─── Material for this exercise ───

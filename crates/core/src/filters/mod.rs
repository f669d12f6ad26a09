//! Filter state, its URL form, and keeping every filter UI in step.

pub mod broadcast;
pub mod change;
pub mod query;
pub mod refetch;
pub mod state;
pub mod store;

pub use broadcast::{
    FilterBroadcaster, FilterUi, FiltersChanged, FiltersChangedListener, HistorySink, UiId,
};
pub use change::{FilterChange, FilterError};
pub use query::{hydrate_from_query, to_query};
pub use refetch::{FetchResolution, FetchTicket, RefetchCoordinator};
pub use state::{FacetCatalog, FilterState, Snapshot};
pub use store::FilterStore;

───

The task:
Would you copy each line of the data exactly as it appears above?

Task result:
filename crates/core/src/filters/mod.rs
repository f669d12f6ad26a09
//! Filter state, its URL form, and keeping every filter UI in step.

pub mod broadcast;
pub mod change;
pub mod query;
pub mod refetch;
pub mod state;
pub mod store;

pub use broadcast::{
    FilterBroadcaster, FilterUi, FiltersChanged, FiltersChangedListener, HistorySink, UiId,
};
pub use change::{FilterChange, FilterError};
pub use query::{hydrate_from_query, to_query};
pub use refetch::{FetchResolution, FetchTicket, RefetchCoordinator};
pub use state::{FacetCatalog, FilterState, Snapshot};
pub use store::FilterStore;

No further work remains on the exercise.